A thesis submitted to
The Council of the College of Administration
and Economics at the University of Kerbala
as partial Fulfillment of the requirements
for the Ph.D. in Statistics
By
Saif Hosam Raheem
Supervised by
Prof. Dr. Jassim Nassir Hussain
Assist. Prof. Dr. Enas abid alhafidh mohamed
Abstract
The theory of sufficient dimension reduction (SDR) offers an essential solution to our challenges in understanding and analyzing high-dimensional data. It aims to represent important information in the data in reduced dimensions without losing any necessary information about the distribution of the data. What distinguishes SDR theory is its ability to replace high-dimensionality with a standardized, lower-dimensional projection of data leads, allowing us to analyze better and understand the data. This is accomplished by finding the central subspace that contains the most information about significant changes and patterns in the data. If the number of independent variables is greater than the sample size in the high-dimensional data, it will be challenging to analyze the regression in this case. This will lead to the complexity of the model, and therefore a challenge known as the “curse of dimensionality” (CD) arises, which will cause difficulty in dealing with data and extracting meaningful information from it.
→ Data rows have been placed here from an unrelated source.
//! Training Engine: player versus environment episode loop.
//!
//! # Episode
//!
//! 1. Empty board; the environment places `initial_tiles` tiles anywhere.
//! 2. The player slides, then the environment places one tile on the edge the
//!    slide moved away from. Repeat.
//! 3. When the player has no legal slide it learns from the episode and returns
//!    `Action::None`; the episode ends.
//!
//! Episodes run sequentially on one thread. SIGINT/SIGTERM stops training after
//! the episode in flight; the weights are then saved if a `save=` path is set.

use std::path::PathBuf;
use std::sync::atomic::{AtomicBool, Ordering};
use std::sync::{Arc, Mutex, OnceLock};

use crate::action::Action;
use crate::board::Board;
use crate::environment::RandomEnvironment;
use crate::learning::LearningError;
use crate::learning::logger::{BatchStats, DEFAULT_BATCH_INTERVAL, EpisodeResult, TrainingLogger};
use crate::player::TdPlayer;

/// Tiles placed before the first player move.
pub const DEFAULT_INITIAL_TILES: usize = 9;

/// Result type for signal handler setup
type SignalHandlerResult = Result<Arc<AtomicBool>, String>;

/// Process-wide interrupt flag; the handler can only be registered once.
static GLOBAL_INTERRUPTED: OnceLock<Mutex<SignalHandlerResult>> = OnceLock::new();

/// Register the SIGINT/SIGTERM handler once and return its flag.
fn setup_signal_handler() -> Result<Arc<AtomicBool>, LearningError> {
    let result_mutex = GLOBAL_INTERRUPTED.get_or_init(|| {
        let flag = Arc::new(AtomicBool::new(false));
        let flag_clone = Arc::clone(&flag);

        let result = ctrlc::set_handler(move || {
            flag_clone.store(true, Ordering::SeqCst);
        })
        .map(|_| flag)
        .map_err(|e| format!("Failed to set signal handler: {}", e));

        Mutex::new(result)
    });

    let guard = result_mutex
        .lock()
        .map_err(|_| LearningError::Config("Signal handler mutex poisoned".to_string()))?;
    match &*guard {
        Ok(flag) => Ok(Arc::clone(flag)),
        Err(e) => Err(LearningError::Config(e.clone())),
    }
}

/// Training configuration.
#[derive(Clone, Debug)]
pub struct TrainingConfig {
    /// Episodes to play.
    pub total_episodes: u64,
    /// Episodes between batch logs (0 disables).
    pub log_interval: u64,
    /// Episodes between intermediate weight saves (None disables).
    pub save_interval: Option<u64>,
    /// Tiles placed before the first move.
    pub initial_tiles: usize,
    /// Directory for the training log file (None logs to the console only).
    pub log_dir: Option<PathBuf>,
}

impl Default for TrainingConfig {
    fn default() -> Self {
        Self {
            total_episodes: 1_000,
            log_interval: DEFAULT_BATCH_INTERVAL,
            save_interval: None,
            initial_tiles: DEFAULT_INITIAL_TILES,
            log_dir: None,
        }
    }
}

/// Training statistics summary.
#[derive(Clone, Debug, Default, PartialEq)]
pub struct TrainingStats {
    /// Episodes completed.
    pub episodes_completed: u64,
    /// Total elapsed time in seconds.
    pub elapsed_secs: f64,
    /// Mean final score over all episodes.
    pub avg_score: f64,
    /// Best final score.
    pub max_score: u64,
    /// Whether training stopped on a signal.
    pub interrupted: bool,
}

/// Play one full episode and let the player learn from it.
pub fn play_episode(
    player: &mut TdPlayer,
    environment: &mut RandomEnvironment,
    initial_tiles: usize,
) -> EpisodeResult {
    let mut board = Board::new();

    for _ in 0..initial_tiles {
        if environment.take_action(&board, None).apply(&mut board).is_none() {
            break;
        }
    }

    let mut moves = 0;
    let mut total_reward: u64 = 0;

    loop {
        let action = player.take_action(&board);
        let Action::Slide(dir) = action else {
            break;
        };
        let Some(reward) = action.apply(&mut board) else {
            log::error!("Player chose illegal slide {} on\n{}", dir, board);
            player.finish_episode();
            break;
        };
        moves += 1;
        total_reward += reward as u64;

        // a legal slide always frees a cell on the trailing edge
        environment
            .take_action(&board, Some(dir))
            .apply(&mut board);
    }

    EpisodeResult {
        score: board.score(),
        total_reward,
        moves,
        max_rank: board.max_rank(),
    }
}

/// Main training loop.
pub struct TrainingEngine {
    player: TdPlayer,
    environment: RandomEnvironment,
    logger: TrainingLogger,
    config: TrainingConfig,
    episodes_completed: u64,
    batch: Vec<EpisodeResult>,
    score_sum: f64,
    max_score: u64,
    interrupted: Arc<AtomicBool>,
}

impl TrainingEngine {
    /// Initialize the engine and register the interrupt handler.
    ///
    /// # Errors
    ///
    /// - `LearningError::Io` if the log directory cannot be created
    /// - `LearningError::Config` if the signal handler cannot be installed
    pub fn new(
        config: TrainingConfig,
        player: TdPlayer,
        environment: RandomEnvironment,
    ) -> Result<Self, LearningError> {
        let interrupted = setup_signal_handler()?;
        Self::with_interrupt_flag(config, player, environment, interrupted)
    }

    /// Initialize the engine with a caller-owned stop flag.
    pub fn with_interrupt_flag(
        config: TrainingConfig,
        player: TdPlayer,
        environment: RandomEnvironment,
        interrupted: Arc<AtomicBool>,
    ) -> Result<Self, LearningError> {
        let logger = match &config.log_dir {
            Some(dir) => TrainingLogger::new(dir)?,
            None => TrainingLogger::console(),
        };

        Ok(Self {
            player,
            environment,
            logger,
            batch: Vec::with_capacity(config.log_interval.min(100_000) as usize),
            config,
            episodes_completed: 0,
            score_sum: 0.0,
            max_score: 0,
            interrupted,
        })
    }

    /// Play `total_episodes` episodes, or until interrupted.
    ///
    /// # Errors
    ///
    /// `LearningError::Io` if saving the weights fails.
    pub fn train(&mut self) -> Result<TrainingStats, LearningError> {
        self.logger.log_info(&format!(
            "Training {} for {} episodes (alpha={}, initial tiles={})",
            self.player.name(),
            self.config.total_episodes,
            self.player.alpha(),
            self.config.initial_tiles
        ));

        let mut interrupted = false;
        while self.episodes_completed < self.config.total_episodes {
            if self.interrupted.load(Ordering::SeqCst) {
                self.logger
                    .log_warning("Interrupt received, stopping after current episode");
                interrupted = true;
                break;
            }

            let result = play_episode(
                &mut self.player,
                &mut self.environment,
                self.config.initial_tiles,
            );
            self.record(result);

            if let Some(every) = self.config.save_interval
                && every > 0
                && self.episodes_completed % every == 0
            {
                self.player.save()?;
            }
        }

        if !self.batch.is_empty() {
            self.flush_batch();
        }
        self.player.save()?;
        self.logger.flush();

        Ok(self.stats(interrupted))
    }

    fn record(&mut self, result: EpisodeResult) {
        self.episodes_completed += 1;
        self.score_sum += result.score as f64;
        self.max_score = self.max_score.max(result.score);
        self.batch.push(result);

        if self.config.log_interval > 0
            && self.episodes_completed % self.config.log_interval == 0
        {
            self.flush_batch();
        }
    }

    fn flush_batch(&mut self) {
        let stats = BatchStats::from_episodes(
            self.episodes_completed,
            &self.batch,
            self.logger.elapsed_secs(),
        );
        self.logger.log_batch(&stats);
        self.batch.clear();
    }

    fn stats(&self, interrupted: bool) -> TrainingStats {
        TrainingStats {
            episodes_completed: self.episodes_completed,
            elapsed_secs: self.logger.elapsed_secs(),
            avg_score: if self.episodes_completed > 0 {
                self.score_sum / self.episodes_completed as f64
            } else {
                0.0
            },
            max_score: self.max_score,
            interrupted,
        }
    }

    pub fn player(&self) -> &TdPlayer {
        &self.player
    }

    pub fn into_player(self) -> TdPlayer {
        self.player
    }

    pub fn episodes_completed(&self) -> u64 {
        self.episodes_completed
    }
}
In some cases, when we have a large number of independent variables compared to the sample size, excess variance or strong correlation can occur between the independent variables, which affects our ability to infer accurate statistical relationships between the variables. In this case, the analysis of this data will be complicated, and traditional statistical methods cannot be used to analyze it because it will give inaccurate results. To overcome these problems, multiple techniques and methods have been developed. One such technique is dimensionality reduction, in which the original independent variables are transformed into a lower dimensional space. There are two ways to reduce dimensions, namely the Variables Selection (V.S) method and the Variables extractions method.
In this thesis, it was proposed to combine one of the methods of selecting variables with two-dimension reduction methods. Specifically, we offer to employ the Reciprocal Lasso method with the (MAVE) Minimum Average Variance Estimation method, leading to the development of a new method called SMAVE-Rlasso (Sparse MAVE Reciprocal Lasso). In addition, employing the Reciprocal Lasso method with the Sliced Inverse Regression (SIR) approach leads to obtaining another proposed method known as (SSIR-Rlasso) Sparse Sliced Inverse Regression Reciprocal Lasso.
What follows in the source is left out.